Ну, до свиданья. Не задерживайся долго, приезжай поскорее.

Це-лу-ю. Твой Иосиф.

2 июля.

Татька!

Получил все три письма. Не мог сразу ответить, т. к. был очень занят. Теперь я, наконец, свободен. Съезд кончится 10–12. Буду ждать тебя, как бы ты не опоздала с приездом. Если интересы здоровья требуют, оставайся подольше.

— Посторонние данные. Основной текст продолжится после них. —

//! Endpoint intent, kernel descriptors and the durable endpoint record.

use std::fmt;
use std::net::IpAddr;
use std::path::PathBuf;

use ipnet::IpNet;
use serde::{Deserialize, Serialize};
use tether_common::{EndpointId, MacAddr};

/// A network namespace the container side of an endpoint is moved into.
#[derive(Debug, Clone, PartialEq, Eq, Serialize, Deserialize)]
#[serde(rename_all = "lowercase")]
pub enum NetnsHandle {
    /// Namespace file, e.g. `/var/run/netns/ns1` or `/proc/42/ns/net`.
    Path(PathBuf),
    /// Namespace of a running process.
    Pid(u32),
}

impl NetnsHandle {
    /// Namespace referenced by a bind-mounted or procfs path.
    pub fn path(path: impl Into<PathBuf>) -> Self {
        Self::Path(path.into())
    }

    /// Argument accepted by `ip link set ... netns`.
    #[must_use]
    pub fn as_ip_arg(&self) -> String {
        match self {
            Self::Path(path) => path.display().to_string(),
            Self::Pid(pid) => pid.to_string(),
        }
    }
}

impl fmt::Display for NetnsHandle {
    fn fmt(&self, f: &mut fmt::Formatter<'_>) -> fmt::Result {
        match self {
            Self::Path(path) => write!(f, "{}", path.display()),
            Self::Pid(pid) => write!(f, "pid:{pid}"),
        }
    }
}

/// A route to install on an interface.
#[derive(Debug, Clone, PartialEq, Eq, Serialize, Deserialize)]
pub struct RouteInfo {
    /// Destination prefix.
    pub dst: IpNet,
    /// Next hop, if any.
    #[serde(default)]
    pub gw: Option<IpAddr>,
    /// Route metric.
    #[serde(default)]
    pub priority: Option<u32>,
}

impl RouteInfo {
    /// An on-link route with no gateway.
    #[must_use]
    pub fn direct(dst: IpNet) -> Self {
        Self {
            dst,
            gw: None,
            priority: None,
        }
    }

    /// A route through `gw`.
    #[must_use]
    pub fn via(dst: IpNet, gw: IpAddr) -> Self {
        Self {
            dst,
            gw: Some(gw),
            priority: None,
        }
    }

    /// Set the route metric.
    #[must_use]
    pub fn with_priority(mut self, priority: u32) -> Self {
        self.priority = Some(priority);
        self
    }
}

/// Kind of kernel link.
#[derive(Debug, Clone, PartialEq, Eq, Default)]
pub enum LinkType {
    /// Type not relevant (neighbor mutations).
    #[default]
    Unspecified,
    /// Linux bridge.
    Bridge,
    /// Veth pair; `peer` is the name of the other end.
    Veth {
        /// Name of the peer interface.
        peer: String,
    },
}

/// Kernel link descriptor, used for link creation and neighbor mutation.
#[derive(Debug, Clone, PartialEq, Eq, Default)]
pub struct LinkInfo {
    /// Interface name.
    pub name: String,
    /// Link kind.
    pub link_type: LinkType,
    /// Neighbor IP (neighbor mutation only).
    pub ip_addr: Option<IpAddr>,
    /// Hardware address: link MAC on creation, neighbor MAC on mutation.
    pub mac: Option<MacAddr>,
}

impl LinkInfo {
    /// A bridge link.
    pub fn bridge(name: impl Into<String>) -> Self {
        Self {
            name: name.into(),
            link_type: LinkType::Bridge,
            ..Self::default()
        }
    }

    /// A veth pair.
    pub fn veth(name: impl Into<String>, peer: impl Into<String>, mac: Option<MacAddr>) -> Self {
        Self {
            name: name.into(),
            link_type: LinkType::Veth { peer: peer.into() },
            ip_addr: None,
            mac,
        }
    }

    /// A neighbor entry on `name` binding `ip` to `mac`.
    pub fn neighbor(name: impl Into<String>, ip: IpAddr, mac: Option<MacAddr>) -> Self {
        Self {
            name: name.into(),
            link_type: LinkType::Unspecified,
            ip_addr: Some(ip),
            mac,
        }
    }
}

/// Whether a neighbor entry is added or removed.
#[derive(Debug, Clone, Copy, PartialEq, Eq)]
pub enum NeighborOp {
    /// Add or replace the entry.
    Add,
    /// Remove the entry.
    Remove,
}

/// Reachability state written with a neighbor entry.
#[derive(Debug, Clone, Copy, PartialEq, Eq)]
pub enum NeighborState {
    /// Static entry that never expires.
    Permanent,
    /// Resolution pending; used when removing.
    Incomplete,
}

impl NeighborState {
    /// Name used by `ip neigh`.
    #[must_use]
    pub fn as_str(&self) -> &'static str {
        match self {
            Self::Permanent => "permanent",
            Self::Incomplete => "incomplete",
        }
    }
}

/// The host uplink a bridge-mode endpoint is attached behind.
#[derive(Debug, Clone, PartialEq, Eq)]
pub struct ExternalInterface {
    /// Uplink interface name; MAC-DNAT rules match ingress on it.
    pub name: String,
    /// Bridge the host veth ends are enslaved to.
    pub bridge_name: String,
    /// Uplink hardware address.
    pub mac: MacAddr,
    /// Host addresses; the IPv6 one becomes the container's host-local route.
    pub ip_addresses: Vec<IpNet>,
}

/// Desired state for one container endpoint.
#[derive(Debug, Clone, PartialEq, Eq)]
pub struct EndpointInfo {
    /// Endpoint identifier.
    pub id: EndpointId,
    /// Final interface name inside the container.
    pub if_name: String,
    /// Assigned addresses with prefixes.
    pub ip_addresses: Vec<IpNet>,
    /// Caller-supplied routes.
    pub routes: Vec<RouteInfo>,
    /// Destinations redirected to the host stack instead of bridged.
    pub ips_to_route_via_host: Vec<IpAddr>,
    /// IPv6 mode; any non-empty value enables it.
    pub ipv6_mode: Option<String>,
    /// VNET CIDR override for the IPv6 route set.
    pub vnet_cidrs: Option<String>,
    /// Target namespace.
    pub netns: NetnsHandle,
}

impl EndpointInfo {
    /// Minimal intent: one interface in one namespace, nothing assigned yet.
    pub fn new(id: EndpointId, if_name: impl Into<String>, netns: NetnsHandle) -> Self {
        Self {
            id,
            if_name: if_name.into(),
            ip_addresses: Vec::new(),
            routes: Vec::new(),
            ips_to_route_via_host: Vec::new(),
            ipv6_mode: None,
            vnet_cidrs: None,
            netns,
        }
    }

    /// Add an assigned address.
    #[must_use]
    pub fn with_address(mut self, addr: IpNet) -> Self {
        self.ip_addresses.push(addr);
        self
    }

    /// Add a caller route.
    #[must_use]
    pub fn with_route(mut self, route: RouteInfo) -> Self {
        self.routes.push(route);
        self
    }

    /// Enable IPv6 mode.
    #[must_use]
    pub fn with_ipv6_mode(mut self, mode: impl Into<String>) -> Self {
        self.ipv6_mode = Some(mode.into());
        self
    }

    /// Returns true when IPv6 mode is set to a non-empty value.
    #[must_use]
    pub fn ipv6_enabled(&self) -> bool {
        self.ipv6_mode.as_deref().is_some_and(|m| !m.is_empty())
    }

    /// Iterate over the IPv4 addresses only.
    pub fn ipv4_addresses(&self) -> impl Iterator<Item = &IpNet> {
        self.ip_addresses.iter().filter(|a| a.addr().is_ipv4())
    }
}

/// Durable record of an attached endpoint; the only input to deletion.
#[derive(Debug, Clone, PartialEq, Eq, Serialize, Deserialize)]
pub struct EndpointRecord {
    /// Endpoint identifier.
    pub id: EndpointId,
    /// Host-side veth name.
    pub host_if_name: String,
    /// Container-side interface name after rename.
    pub if_name: String,
    /// Assigned addresses.
    pub ip_addresses: Vec<IpNet>,
    /// Container interface hardware address.
    pub mac: MacAddr,
    /// Namespace the container side lives in.
    pub netns: NetnsHandle,
}

impl EndpointRecord {
    /// Serialize for persistence.
    ///
    /// # Errors
    ///
    /// Returns a serialization error if encoding fails.
    pub fn to_json(&self) -> tether_common::TetherResult<String> {
        Ok(serde_json::to_string(self)?)
    }

    /// Load a persisted record.
    ///
    /// # Errors
    ///
    /// Returns a serialization error if the text is not a record.
    pub fn from_json(text: &str) -> tether_common::TetherResult<Self> {
        Ok(serde_json::from_str(text)?)
    }
}

#[cfg(test)]
mod tests {
    use super::*;

    fn id() -> EndpointId {
        EndpointId::new("abc-eth0").unwrap()
    }

    #[test]
    fn ipv6_mode_requires_non_empty_value() {
        let info = EndpointInfo::new(id(), "eth0", NetnsHandle::Pid(1));
        assert!(!info.ipv6_enabled());
        assert!(!info.clone().with_ipv6_mode("").ipv6_enabled());
        assert!(info.with_ipv6_mode("ipv6nat").ipv6_enabled());
    }

    #[test]
    fn ipv4_filter() {
        let info = EndpointInfo::new(id(), "eth0", NetnsHandle::Pid(1))
            .with_address("10.0.0.5/24".parse().unwrap())
            .with_address("fd00::5/64".parse().unwrap());
        let v4: Vec<_> = info.ipv4_addresses().collect();
        assert_eq!(v4.len(), 1);
        assert_eq!(v4[0].to_string(), "10.0.0.5/24");
    }

    #[test]
    fn netns_ip_arg() {
        assert_eq!(NetnsHandle::Pid(42).as_ip_arg(), "42");
        assert_eq!(
            NetnsHandle::path("/var/run/netns/ns1").as_ip_arg(),
            "/var/run/netns/ns1"
        );
    }

    #[test]
    fn record_survives_persistence() {
        let record = EndpointRecord {
            id: id(),
            host_if_name: "vth0123456789a".to_string(),
            if_name: "eth0".to_string(),
            ip_addresses: vec!["10.0.0.5/24".parse().unwrap()],
            mac: "02:00:0a:00:00:05".parse().unwrap(),
            netns: NetnsHandle::path("/var/run/netns/ns1"),
        };
        let json = record.to_json().unwrap();
        assert!(json.contains("\"02:00:0a:00:00:05\""));
        assert_eq!(EndpointRecord::from_json(&json).unwrap(), record);
    }
}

Бываю иногда за городом. Ребята здоровы. Мне не очень нравится учительница. Она все бегает по окрестности дачи и заставляет бегать Ваську и Томика с утра до вечера. Я не сомневаюсь, что никакой учебы у нее с Васькой не выйдет. Недаром Васька не успевает с ней в немецком языке. Очень странная женщина. Я за это время немного устал и похудел порядком. Думаю за эти дни отдохнуть и войти в норму.

Ну, до свиданья.

Це-лу-ю. Твой Иосиф».

«У него поистине уникальное чутье. Как можно было почувствовать из коротеньких отчетов о здоровье, о процедурах, о погоде, о красотах Богемии, как можно было почувствовать, что с ней что-то неладно? Отсюда — искренняя тревога и почти тоска первого письма, и сухость второго. Это „Ну, до свиданья“ звучит как угроза. И то, что будет ждать — не похоже на него. Ведь летний отдых — святое. Что бы ни происходило, он на два, а то и три месяца уезжал к морю. Летали самолеты, неслись курьерскими фельдегери, а он до октября, а иногда и до ноября принимал ванны, играл в городки, лечил зубы и измерял температуру воздуха.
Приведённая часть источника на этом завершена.